Thoughts on Quality of Life
Quality of Life is a much fuzzier endpoint than the others and that doesn't
sit well with me. It seems most appropriate for helping to decide whether a
treatment with side effects which has only modest benefits is worth doing,
especially if the treatment is taken for as long as it helps, as is common with
many treatments for advanced cancer. Quality of Life also seems appropriate for
judging the cost in quality of life of adjuvant therapies which often make
people sick who are apparently fine in the hope of increasing their prognosis
for the future. If any treatment is extremely beneficial and doesn't need to be
taken indefinitely, I think there is much less reason to be concerned with how
much quality of life is affected during treatment.

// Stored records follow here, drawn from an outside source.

//! # Command Handler Registry
//!
//! Immutable routing table for a saga participant: command-type tag to
//! handler descriptor, plus error-kind to exception handler. Built once at
//! startup by [`CommandHandlersBuilder`] and shared read-only across every
//! concurrent dispatch task.
//!
//! ## Usage
//!
//! ```rust,no_run
//! use saga_core::registry::{CommandHandlerDef, CommandHandlersBuilder};
//! use saga_core::{CommandMessage, MessageBuilder, PathVariables};
//! use serde::Deserialize;
//!
//! #[derive(Clone, Deserialize)]
//! struct CreateOrder {
//!     order_total: u64,
//! }
//!
//! # fn main() -> Result<(), Box<dyn std::error::Error>> {
//! let handlers = CommandHandlersBuilder::from_channel("orderService")
//!     .on_command(CommandHandlerDef::new(
//!         "CreateOrder",
//!         |cm: CommandMessage<CreateOrder>, _vars: PathVariables| async move {
//!             Ok(vec![MessageBuilder::with_payload(r#"{"status":"CREATED"}"#).build()])
//!         },
//!     ))
//!     .on_exception("InsufficientStock", |error| {
//!         vec![MessageBuilder::with_payload(format!(
//!             r#"{{"rejected":"{}"}}"#,
//!             error.message()
//!         ))
//!         .build()]
//!     })
//!     .build()?;
//!
//! assert!(handlers.find_command_handler("CreateOrder").is_some());
//! # Ok(())
//! # }
//! ```

pub mod command_handler;
pub mod exception_handler;

use std::collections::{BTreeSet, HashMap};
use std::sync::Arc;
use thiserror::Error;
use tracing::info;

use crate::paths::{PathError, ResourcePathPattern};

pub use command_handler::{
    CommandHandler, CommandHandlerDef, DecodedCommand, ErasedCommandInvoker,
};
pub use exception_handler::{error_kinds, ExceptionHandler, HandlerError};

/// Errors detected when finalizing a registry
#[derive(Error, Debug)]
pub enum RegistryError {
    #[error("duplicate handler registered for command type {command_type}")]
    DuplicateCommandType { command_type: String },

    #[error("duplicate exception handler registered for error kind {error_kind}")]
    DuplicateErrorKind { error_kind: String },

    #[error("invalid resource pattern {pattern} for command type {command_type}: {source}")]
    InvalidResourcePattern {
        command_type: String,
        pattern: String,
        source: PathError,
    },
}

struct PendingHandler {
    command_type: String,
    resource: Option<String>,
    invoker: Arc<dyn ErasedCommandInvoker>,
    has_pre_lock: bool,
}

/// Accumulates handler definitions, finalized once into [`CommandHandlers`]
///
/// Duplicate registrations for the same command type or error kind are
/// rejected at [`build`](CommandHandlersBuilder::build) time rather than
/// silently shadowing an earlier entry.
pub struct CommandHandlersBuilder {
    channel: String,
    pending: Vec<PendingHandler>,
    exception_handlers: Vec<ExceptionHandler>,
}

impl CommandHandlersBuilder {
    /// Start a builder for handlers subscribed to one channel
    pub fn from_channel(channel: impl Into<String>) -> Self {
        Self {
            channel: channel.into(),
            pending: Vec::new(),
            exception_handlers: Vec::new(),
        }
    }

    /// Add a command handler definition
    pub fn on_command<C>(mut self, def: CommandHandlerDef<C>) -> Self
    where
        C: serde::de::DeserializeOwned + Clone + Send + Sync + 'static,
    {
        let (command_type, resource, invoker, has_pre_lock) = def.into_parts();
        self.pending.push(PendingHandler {
            command_type,
            resource,
            invoker,
            has_pre_lock,
        });
        self
    }

    /// Map an error kind to a reply-producing exception handler
    pub fn on_exception(
        mut self,
        error_kind: impl Into<String>,
        invoker: impl Fn(&HandlerError) -> Vec<crate::messaging::Message> + Send + Sync + 'static,
    ) -> Self {
        self.exception_handlers
            .push(ExceptionHandler::new(error_kind, invoker));
        self
    }

    /// Finalize into an immutable registry
    pub fn build(self) -> Result<CommandHandlers, RegistryError> {
        let mut handlers: HashMap<String, Arc<CommandHandler>> = HashMap::new();
        for pending in self.pending {
            let resource = pending
                .resource
                .map(|pattern| {
                    ResourcePathPattern::parse(&pattern).map_err(|source| {
                        RegistryError::InvalidResourcePattern {
                            command_type: pending.command_type.clone(),
                            pattern,
                            source,
                        }
                    })
                })
                .transpose()?;

            let handler = CommandHandler::new(
                self.channel.clone(),
                pending.command_type.clone(),
                resource,
                pending.has_pre_lock,
                pending.invoker,
            );
            if handlers
                .insert(pending.command_type.clone(), Arc::new(handler))
                .is_some()
            {
                return Err(RegistryError::DuplicateCommandType {
                    command_type: pending.command_type,
                });
            }
        }

        let mut exception_handlers: HashMap<String, Arc<ExceptionHandler>> = HashMap::new();
        for handler in self.exception_handlers {
            let error_kind = handler.error_kind().to_string();
            if exception_handlers
                .insert(error_kind.clone(), Arc::new(handler))
                .is_some()
            {
                return Err(RegistryError::DuplicateErrorKind { error_kind });
            }
        }

        info!(
            channel = %self.channel,
            handler_count = handlers.len(),
            exception_handler_count = exception_handlers.len(),
            "command handler registry built"
        );

        Ok(CommandHandlers {
            handlers,
            exception_handlers,
        })
    }
}

/// Immutable set of registered handlers for a participant
///
/// Read-only after [`CommandHandlersBuilder::build`]; safe to share across
/// concurrent dispatch tasks without synchronization.
pub struct CommandHandlers {
    handlers: HashMap<String, Arc<CommandHandler>>,
    exception_handlers: HashMap<String, Arc<ExceptionHandler>>,
}

impl CommandHandlers {
    /// The distinct channels the registered handlers listen on
    pub fn channels(&self) -> BTreeSet<String> {
        self.handlers
            .values()
            .map(|handler| handler.channel().to_string())
            .collect()
    }

    /// Resolve the handler for a command type
    pub fn find_command_handler(&self, command_type: &str) -> Option<Arc<CommandHandler>> {
        self.handlers.get(command_type).cloned()
    }

    /// Resolve the most specific exception handler for a failure
    ///
    /// Walks the error's kind chain (exact kind first, then declared
    /// ancestors in order) and returns the first registered entry.
    pub fn find_exception_handler(&self, error: &HandlerError) -> Option<Arc<ExceptionHandler>> {
        error
            .kind_chain()
            .find_map(|kind| self.exception_handlers.get(kind).cloned())
    }

    pub fn handler_count(&self) -> usize {
        self.handlers.len()
    }

    pub fn exception_handler_count(&self) -> usize {
        self.exception_handlers.len()
    }
}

Quality of Life is determined by two main variables, the side effects of
treatment, and symptoms of the disease. Intuitively, a treatment which is
highly effective against cancer is likely to improve quality of life by
preventing or relieving disease associated symptoms. Similarly, the side
effects of treatment obviously affect your quality of life. In a sense, this
measures the tradeoff between the adverse effects of treatment and its
benefits.
The timing of side effects and benefits is also important in Quality of Life
Measurements. If the treatment really works, it will have long lasting
benefits. It may have only short term side effects in which case it's hard to
imagine a way to balance the chance of a long term benefit against the acute
side effects. This is less of a problem if the benefits are temporary or if
there are long term side effects. In essence, really good treatments - those
that are highly effective without bad side effects, obviously improve Quality
Of Life and you don't need a questionnaire to know it. Problem is there aren't
enough of those!
Finally, keep in mind that while a very honest effort was made to make the
questionnaire reflect the values of the average patient, you are not the average
patient. You very likely will have either more or less severe side effects from
any treatment than average and will react to them either more or less than
average. You don't have average symptoms from the disease either, and not only
that, you won't get the average benefit from the treatment either. Therefore,
Quality of Life tradeoffs can give only a rough idea of how you might
feel about the same treatment. Normally, you can get a similar feel for this
just from the reported severity of the side effects of the treatment and the
extent of benefit as estimated by other endpoints.
Jargon
Quality Of Life is often abbreviated QOL or QL.
Reference

Cella DF, Tulsky DS, Gray G, Sarafian B, Linn E, Bonomi A, Silberman M,
Yellen SB, Winicour P, Brannon J, et al.
The Functional Assessment of Cancer Therapy scale:
development and validation of the general measure.